Work to be completed
Within the listing below, the lines to output run from the one containing "Whether nothing changed." through the one containing "same logical ID."; copy them exactly and nothing else.

Extracted information Block Start

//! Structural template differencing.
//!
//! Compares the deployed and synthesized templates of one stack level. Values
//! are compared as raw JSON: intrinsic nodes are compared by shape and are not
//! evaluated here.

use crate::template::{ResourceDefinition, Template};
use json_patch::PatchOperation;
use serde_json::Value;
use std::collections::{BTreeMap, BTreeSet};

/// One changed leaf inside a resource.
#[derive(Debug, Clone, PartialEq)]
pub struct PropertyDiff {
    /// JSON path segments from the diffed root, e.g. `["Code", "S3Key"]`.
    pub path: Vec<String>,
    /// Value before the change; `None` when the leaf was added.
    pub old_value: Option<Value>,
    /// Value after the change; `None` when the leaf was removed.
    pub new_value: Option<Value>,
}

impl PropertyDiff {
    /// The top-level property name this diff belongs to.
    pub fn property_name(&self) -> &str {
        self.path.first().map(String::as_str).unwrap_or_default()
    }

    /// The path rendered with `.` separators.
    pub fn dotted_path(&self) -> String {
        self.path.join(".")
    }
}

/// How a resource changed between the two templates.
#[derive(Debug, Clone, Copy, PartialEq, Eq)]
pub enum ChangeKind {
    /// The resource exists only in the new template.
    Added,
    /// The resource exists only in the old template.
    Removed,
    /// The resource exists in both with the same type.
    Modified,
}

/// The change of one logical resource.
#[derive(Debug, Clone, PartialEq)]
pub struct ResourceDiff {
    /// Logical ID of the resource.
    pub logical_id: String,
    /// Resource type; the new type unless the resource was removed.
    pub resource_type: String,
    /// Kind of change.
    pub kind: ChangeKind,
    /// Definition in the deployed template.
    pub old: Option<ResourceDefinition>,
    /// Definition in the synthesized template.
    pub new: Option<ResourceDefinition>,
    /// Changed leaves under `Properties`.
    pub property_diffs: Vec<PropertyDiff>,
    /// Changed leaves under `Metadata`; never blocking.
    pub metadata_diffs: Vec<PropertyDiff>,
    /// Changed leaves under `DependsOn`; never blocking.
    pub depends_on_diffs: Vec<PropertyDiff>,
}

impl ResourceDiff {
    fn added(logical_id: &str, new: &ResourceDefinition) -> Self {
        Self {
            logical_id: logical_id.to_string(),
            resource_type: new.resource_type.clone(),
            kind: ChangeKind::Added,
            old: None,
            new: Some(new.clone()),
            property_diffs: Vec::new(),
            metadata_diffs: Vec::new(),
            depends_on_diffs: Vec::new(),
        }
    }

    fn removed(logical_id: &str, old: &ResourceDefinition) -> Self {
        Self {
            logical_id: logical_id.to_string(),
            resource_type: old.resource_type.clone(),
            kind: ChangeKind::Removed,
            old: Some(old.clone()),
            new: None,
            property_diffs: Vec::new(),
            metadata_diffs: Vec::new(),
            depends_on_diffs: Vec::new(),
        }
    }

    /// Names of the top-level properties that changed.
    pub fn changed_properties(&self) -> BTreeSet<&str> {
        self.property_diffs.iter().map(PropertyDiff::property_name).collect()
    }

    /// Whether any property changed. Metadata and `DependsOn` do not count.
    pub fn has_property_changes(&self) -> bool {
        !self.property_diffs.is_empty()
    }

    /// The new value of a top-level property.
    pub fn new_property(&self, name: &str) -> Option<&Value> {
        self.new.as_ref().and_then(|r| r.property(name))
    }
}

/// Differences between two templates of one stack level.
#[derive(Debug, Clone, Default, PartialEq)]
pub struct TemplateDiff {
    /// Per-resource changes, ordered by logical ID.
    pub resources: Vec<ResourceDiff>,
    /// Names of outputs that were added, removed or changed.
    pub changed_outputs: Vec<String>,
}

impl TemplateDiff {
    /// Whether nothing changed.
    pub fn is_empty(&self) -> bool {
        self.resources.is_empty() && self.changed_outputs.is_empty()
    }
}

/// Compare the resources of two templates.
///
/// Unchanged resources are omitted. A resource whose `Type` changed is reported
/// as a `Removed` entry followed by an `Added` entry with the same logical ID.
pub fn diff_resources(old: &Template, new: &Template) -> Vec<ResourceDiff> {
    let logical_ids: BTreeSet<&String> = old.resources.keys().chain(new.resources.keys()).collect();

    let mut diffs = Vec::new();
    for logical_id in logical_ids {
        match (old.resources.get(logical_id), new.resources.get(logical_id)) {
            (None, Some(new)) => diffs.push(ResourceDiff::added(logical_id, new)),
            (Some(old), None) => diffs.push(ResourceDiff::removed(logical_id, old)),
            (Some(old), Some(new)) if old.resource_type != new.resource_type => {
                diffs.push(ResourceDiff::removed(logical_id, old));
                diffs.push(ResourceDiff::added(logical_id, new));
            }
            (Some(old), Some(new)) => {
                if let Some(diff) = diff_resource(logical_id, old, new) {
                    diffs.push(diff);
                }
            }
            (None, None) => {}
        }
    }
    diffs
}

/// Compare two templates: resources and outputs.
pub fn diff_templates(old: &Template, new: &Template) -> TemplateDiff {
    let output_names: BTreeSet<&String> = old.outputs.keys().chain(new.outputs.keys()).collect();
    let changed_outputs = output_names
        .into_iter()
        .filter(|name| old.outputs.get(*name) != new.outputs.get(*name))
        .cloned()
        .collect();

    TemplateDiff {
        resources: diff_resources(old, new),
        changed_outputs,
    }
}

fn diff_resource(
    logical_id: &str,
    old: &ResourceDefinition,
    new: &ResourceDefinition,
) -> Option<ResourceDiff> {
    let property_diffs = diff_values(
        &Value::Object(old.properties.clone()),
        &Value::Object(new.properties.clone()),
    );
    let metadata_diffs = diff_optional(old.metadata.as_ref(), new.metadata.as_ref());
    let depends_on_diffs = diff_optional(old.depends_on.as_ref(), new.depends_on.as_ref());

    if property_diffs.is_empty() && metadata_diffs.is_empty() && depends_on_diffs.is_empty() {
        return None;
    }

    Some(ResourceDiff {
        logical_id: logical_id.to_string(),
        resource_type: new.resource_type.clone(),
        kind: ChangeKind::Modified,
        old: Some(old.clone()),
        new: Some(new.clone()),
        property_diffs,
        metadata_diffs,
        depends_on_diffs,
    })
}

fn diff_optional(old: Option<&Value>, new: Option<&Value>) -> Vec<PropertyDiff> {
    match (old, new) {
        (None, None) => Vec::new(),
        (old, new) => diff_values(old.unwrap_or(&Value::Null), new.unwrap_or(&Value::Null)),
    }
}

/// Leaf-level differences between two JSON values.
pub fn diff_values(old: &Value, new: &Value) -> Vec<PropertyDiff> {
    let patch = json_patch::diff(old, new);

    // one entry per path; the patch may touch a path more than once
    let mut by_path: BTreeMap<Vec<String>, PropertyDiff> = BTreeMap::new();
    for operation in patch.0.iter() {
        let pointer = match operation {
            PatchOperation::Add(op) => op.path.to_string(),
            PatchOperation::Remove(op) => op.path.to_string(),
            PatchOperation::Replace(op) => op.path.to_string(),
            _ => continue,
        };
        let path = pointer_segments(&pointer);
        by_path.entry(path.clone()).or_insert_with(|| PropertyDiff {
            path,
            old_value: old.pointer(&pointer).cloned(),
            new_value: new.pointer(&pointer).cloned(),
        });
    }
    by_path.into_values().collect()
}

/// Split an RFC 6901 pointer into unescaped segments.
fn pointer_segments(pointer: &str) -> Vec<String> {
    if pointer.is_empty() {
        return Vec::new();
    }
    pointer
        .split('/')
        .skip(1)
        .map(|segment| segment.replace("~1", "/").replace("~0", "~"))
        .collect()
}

Extracted information Block End

Output
    /// Whether nothing changed.
    pub fn is_empty(&self) -> bool {
        self.resources.is_empty() && self.changed_outputs.is_empty()
    }
}

/// Compare the resources of two templates.
///
/// Unchanged resources are omitted. A resource whose `Type` changed is reported
/// as a `Removed` entry followed by an `Added` entry with the same logical ID.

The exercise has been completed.